**Task to carry out:**
Which of the lines below contain the string "under"? Copy each one.
*** The input Section Begins ***
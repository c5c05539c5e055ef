//! The insert-once quote store contract.

use async_trait::async_trait;
use bridge_lp_primitives::{Quote, QuoteHash};

use crate::errors::DbResult;

/// Durable, keyed, insert-once persistence for quotes.
#[async_trait]
pub trait QuoteDb: Send + Sync {
    /// Persists a quote under its hash.
    ///
    /// Insert-once: if a quote already exists under `hash` the call fails
    /// with [`DbError::Conflict`](crate::errors::DbError::Conflict) and
    /// the existing record is left untouched.
    async fn insert_quote(&self, hash: QuoteHash, quote: &Quote) -> DbResult<()>;

    /// Loads the quote stored under `hash`, or
    /// [`DbError::NotFound`](crate::errors::DbError::NotFound).
    async fn get_quote(&self, hash: QuoteHash) -> DbResult<Quote>;
}
//! Shared type aliases and small wrappers used across the workspace.

use std::{fmt, str::FromStr};

use alloy_primitives::B256;
use serde::{Deserialize, Serialize};
use thiserror::Error;

/// Block height on the UTXO chain.
pub type BitcoinBlockHeight = u64;

/// An opaque reference to a transaction submitted on the contract chain.
///
/// Recorded when a registration or user call is submitted and re-polled
/// after a restart. The agent never re-submits based on a recorded
/// reference, it only observes its status.
#[derive(Debug, Clone, Copy, PartialEq, Eq, Hash, PartialOrd, Ord, Serialize, Deserialize)]
#[serde(transparent)]
pub struct TxRef(pub B256);

impl fmt::Display for TxRef {
    fn fmt(&self, f: &mut fmt::Formatter<'_>) -> fmt::Result {
        write!(f, "{}", self.0)
    }
}

/// Error returned when a transaction reference cannot be parsed from hex.
#[derive(Debug, Clone, Error)]
#[error("invalid transaction reference: {0}")]
pub struct ParseTxRefError(String);

impl FromStr for TxRef {
    type Err = ParseTxRefError;

    fn from_str(s: &str) -> Result<Self, Self::Err> {
        s.parse::<B256>()
            .map(TxRef)
            .map_err(|e| ParseTxRefError(e.to_string()))
    }
}

#[cfg(test)]
mod tests {
    use super::*;

    #[test]
    fn tx_ref_hex_round_trip() {
        let tx_ref = TxRef(B256::repeat_byte(0xab));
        let rendered = tx_ref.to_string();
        assert_eq!(rendered.parse::<TxRef>().unwrap(), tx_ref);
    }

    #[test]
    fn tx_ref_rejects_garbage() {
        assert!("not-a-hash".parse::<TxRef>().is_err());
    }
}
*** The input Section Ends ***
**Task response:**
    /// Persists a quote under its hash.
    /// Insert-once: if a quote already exists under `hash` the call fails
    /// Loads the quote stored under `hash`, or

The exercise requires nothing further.